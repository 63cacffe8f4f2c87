//! Task-board service (Trello REST API).
//!
//! Six intents covering the board workflow: list boards, list a board's
//! columns, list a column's cards, create a card, move a card, and a
//! grouped view of every card on a board. Authentication is the API's
//! key/token pair sent as query parameters.

use std::sync::Arc;

use serde_json::{json, Value};
use tracing::warn;

use super::{read_json_response, AdapterError, IntentHandler, RawResult};
use crate::credentials;
use crate::dispatch::schema::{IntentRegistry, IntentSchema, ParamSpec, ResolvedQuery};

const API_BASE: &str = "https://api.trello.com/1";

/// Client for the task-board API.
#[derive(Debug, Clone)]
pub struct TrelloClient {
    client: reqwest::Client,
    api_key: Option<String>,
    token: Option<String>,
    max_rows: usize,
}

impl TrelloClient {
    /// Create a client.
    pub fn new(
        client: reqwest::Client,
        api_key: Option<String>,
        token: Option<String>,
        max_rows: usize,
    ) -> Self {
        Self {
            client,
            api_key,
            token,
            max_rows,
        }
    }

    fn auth(&self) -> Result<[(&'static str, &str); 2], AdapterError> {
        let key = self
            .api_key
            .as_deref()
            .ok_or(AdapterError::Credential(credentials::TRELLO_API_KEY))?;
        let token = self
            .token
            .as_deref()
            .ok_or(AdapterError::Credential(credentials::TRELLO_TOKEN))?;
        Ok([("key", key), ("token", token)])
    }

    async fn get(&self, path: &str) -> Result<Value, AdapterError> {
        let auth = self.auth()?;
        let response = self
            .client
            .get(format!("{API_BASE}{path}"))
            .query(&auth)
            .send()
            .await?;
        read_json_response(response).await
    }

    async fn send_with_params(
        &self,
        method: reqwest::Method,
        path: &str,
        params: &[(&str, &str)],
    ) -> Result<Value, AdapterError> {
        let auth = self.auth()?;
        let response = self
            .client
            .request(method, format!("{API_BASE}{path}"))
            .query(&auth)
            .query(params)
            .send()
            .await?;
        read_json_response(response).await
    }
}

// ---------------------------------------------------------------------------
// Response reshaping (pub for integration testing)
// ---------------------------------------------------------------------------

fn str_field(value: &Value, field: &str) -> String {
    value
        .get(field)
        .and_then(Value::as_str)
        .unwrap_or("")
        .to_owned()
}

/// Reshape the board listing.
#[doc(hidden)]
pub fn reshape_boards(response: &Value, max: usize) -> Vec<Value> {
    response
        .as_array()
        .map(|boards| {
            boards
                .iter()
                .take(max)
                .map(|board| {
                    json!({
                        "id": str_field(board, "id"),
                        "nome": str_field(board, "name"),
                        "url": str_field(board, "url"),
                    })
                })
                .collect()
        })
        .unwrap_or_default()
}

/// Reshape the column listing of a board.
#[doc(hidden)]
pub fn reshape_lists(response: &Value, max: usize) -> Vec<Value> {
    response
        .as_array()
        .map(|lists| {
            lists
                .iter()
                .take(max)
                .map(|list| {
                    json!({
                        "id": str_field(list, "id"),
                        "nome": str_field(list, "name"),
                        "posicao": list.get("pos").cloned().unwrap_or(Value::Null),
                    })
                })
                .collect()
        })
        .unwrap_or_default()
}

/// Reshape the card listing of a column. Unnamed labels are skipped, as the
/// board UI shows them only as color stripes.
#[doc(hidden)]
pub fn reshape_cards(response: &Value, max: usize) -> Vec<Value> {
    response
        .as_array()
        .map(|cards| {
            cards
                .iter()
                .take(max)
                .map(|card| {
                    let labels: Vec<Value> = card
                        .get("labels")
                        .and_then(Value::as_array)
                        .map(|labels| {
                            labels
                                .iter()
                                .filter(|label| {
                                    label
                                        .get("name")
                                        .and_then(Value::as_str)
                                        .is_some_and(|n| !n.is_empty())
                                })
                                .map(|label| {
                                    json!({
                                        "id": str_field(label, "id"),
                                        "nome": str_field(label, "name"),
                                        "cor": str_field(label, "color"),
                                    })
                                })
                                .collect()
                        })
                        .unwrap_or_default();

                    json!({
                        "id": str_field(card, "id"),
                        "nome": str_field(card, "name"),
                        "descricao": str_field(card, "desc"),
                        "url": str_field(card, "url"),
                        "data_vencimento": card.get("due").cloned().unwrap_or(Value::Null),
                        "etiquetas": labels,
                    })
                })
                .collect()
        })
        .unwrap_or_default()
}

// ---------------------------------------------------------------------------
// Handlers
// ---------------------------------------------------------------------------

/// Handler for `trello_quadros`.
struct BoardsHandler {
    client: Arc<TrelloClient>,
}

#[async_trait::async_trait]
impl IntentHandler for BoardsHandler {
    async fn execute(&self, _query: &ResolvedQuery) -> Result<RawResult, AdapterError> {
        let response = self.client.get("/members/me/boards").await?;
        let boards = reshape_boards(&response, self.client.max_rows);
        if boards.is_empty() {
            return Ok(RawResult::Empty);
        }
        Ok(RawResult::object(json!({
            "total": boards.len(),
            "quadros": boards,
        })))
    }
}

/// Handler for `trello_listas`.
struct ListsHandler {
    client: Arc<TrelloClient>,
}

#[async_trait::async_trait]
impl IntentHandler for ListsHandler {
    async fn execute(&self, query: &ResolvedQuery) -> Result<RawResult, AdapterError> {
        let board_id = query.text("board_id");
        let response = self
            .client
            .get(&format!("/boards/{board_id}/lists"))
            .await?;
        let lists = reshape_lists(&response, self.client.max_rows);
        if lists.is_empty() {
            return Ok(RawResult::Empty);
        }
        Ok(RawResult::object(json!({
            "quadro_id": board_id,
            "listas": lists,
        })))
    }
}

/// Handler for `trello_cartoes`.
struct CardsHandler {
    client: Arc<TrelloClient>,
}

#[async_trait::async_trait]
impl IntentHandler for CardsHandler {
    async fn execute(&self, query: &ResolvedQuery) -> Result<RawResult, AdapterError> {
        let list_id = query.text("list_id");
        let response = self.client.get(&format!("/lists/{list_id}/cards")).await?;
        let cards = reshape_cards(&response, self.client.max_rows);
        if cards.is_empty() {
            return Ok(RawResult::Empty);
        }
        Ok(RawResult::object(json!({
            "lista_id": list_id,
            "cartoes": cards,
        })))
    }
}

/// Handler for `trello_criar_cartao`.
struct CreateCardHandler {
    client: Arc<TrelloClient>,
}

#[async_trait::async_trait]
impl IntentHandler for CreateCardHandler {
    async fn execute(&self, query: &ResolvedQuery) -> Result<RawResult, AdapterError> {
        let list_id = query.text("list_id");
        let name = query.text("nome");
        let description = query.text("descricao");

        let card = self
            .client
            .send_with_params(
                reqwest::Method::POST,
                "/cards",
                &[("idList", list_id), ("name", name), ("desc", description)],
            )
            .await?;

        Ok(RawResult::object(json!({
            "cartao": {
                "id": str_field(&card, "id"),
                "nome": str_field(&card, "name"),
                "url": str_field(&card, "url"),
            }
        })))
    }
}

/// Handler for `trello_mover_cartao`.
struct MoveCardHandler {
    client: Arc<TrelloClient>,
}

#[async_trait::async_trait]
impl IntentHandler for MoveCardHandler {
    async fn execute(&self, query: &ResolvedQuery) -> Result<RawResult, AdapterError> {
        let card_id = query.text("card_id");
        let list_id = query.text("list_id");

        let card = self
            .client
            .send_with_params(
                reqwest::Method::PUT,
                &format!("/cards/{card_id}"),
                &[("idList", list_id)],
            )
            .await?;

        Ok(RawResult::object(json!({
            "cartao": {
                "id": str_field(&card, "id"),
                "nome": str_field(&card, "name"),
                "nova_lista_id": list_id,
            }
        })))
    }
}

/// Handler for `trello_tarefas_quadro`: every card of a board grouped by
/// column. A column whose card fetch fails is skipped with a warning so one
/// bad column does not void the whole report.
struct BoardTasksHandler {
    client: Arc<TrelloClient>,
}

#[async_trait::async_trait]
impl IntentHandler for BoardTasksHandler {
    async fn execute(&self, query: &ResolvedQuery) -> Result<RawResult, AdapterError> {
        let board_id = query.text("board_id");
        let lists_response = self
            .client
            .get(&format!("/boards/{board_id}/lists"))
            .await?;
        let lists = reshape_lists(&lists_response, self.client.max_rows);
        if lists.is_empty() {
            return Ok(RawResult::Empty);
        }

        let mut grouped = Vec::with_capacity(lists.len());
        for list in &lists {
            let list_id = list.get("id").and_then(Value::as_str).unwrap_or("");
            let list_name = list.get("nome").and_then(Value::as_str).unwrap_or("");

            match self.client.get(&format!("/lists/{list_id}/cards")).await {
                Ok(cards_response) => {
                    grouped.push(json!({
                        "lista_id": list_id,
                        "lista_nome": list_name,
                        "cartoes": reshape_cards(&cards_response, self.client.max_rows),
                    }));
                }
                Err(e) => {
                    warn!(list_id, error = %e, "skipping list whose cards could not be fetched");
                }
            }
        }

        Ok(RawResult::object(json!({
            "quadro_id": board_id,
            "tarefas_por_lista": grouped,
        })))
    }
}

/// Register the task-board intents.
pub fn register(registry: &mut IntentRegistry, client: Arc<TrelloClient>) {
    registry.register(
        IntentSchema::new("trello_quadros", "listar os quadros do usuário"),
        Arc::new(BoardsHandler {
            client: Arc::clone(&client),
        }),
    );

    registry.register(
        IntentSchema::new("trello_listas", "listar as colunas de um quadro")
            .param(ParamSpec::required_text("board_id")),
        Arc::new(ListsHandler {
            client: Arc::clone(&client),
        }),
    );

    registry.register(
        IntentSchema::new("trello_cartoes", "listar os cartões de uma coluna")
            .param(ParamSpec::required_text("list_id")),
        Arc::new(CardsHandler {
            client: Arc::clone(&client),
        }),
    );

    registry.register(
        IntentSchema::new("trello_criar_cartao", "criar um cartão em uma coluna")
            .param(ParamSpec::required_text("list_id"))
            .param(ParamSpec::required_text("nome"))
            .param(ParamSpec::text("descricao", "")),
        Arc::new(CreateCardHandler {
            client: Arc::clone(&client),
        }),
    );

    registry.register(
        IntentSchema::new("trello_mover_cartao", "mover um cartão para outra coluna")
            .param(ParamSpec::required_text("card_id"))
            .param(ParamSpec::required_text("list_id")),
        Arc::new(MoveCardHandler {
            client: Arc::clone(&client),
        }),
    );

    registry.register(
        IntentSchema::new(
            "trello_tarefas_quadro",
            "todas as tarefas de um quadro organizadas por coluna",
        )
        .param(ParamSpec::required_text("board_id")),
        Arc::new(BoardTasksHandler { client }),
    );
}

> [Task prompt]
Show every line from the entries that includes the word "impl".

> [Written answer]
impl TrelloClient {
impl IntentHandler for BoardsHandler {
impl IntentHandler for ListsHandler {
impl IntentHandler for CardsHandler {
impl IntentHandler for CreateCardHandler {
impl IntentHandler for MoveCardHandler {
impl IntentHandler for BoardTasksHandler {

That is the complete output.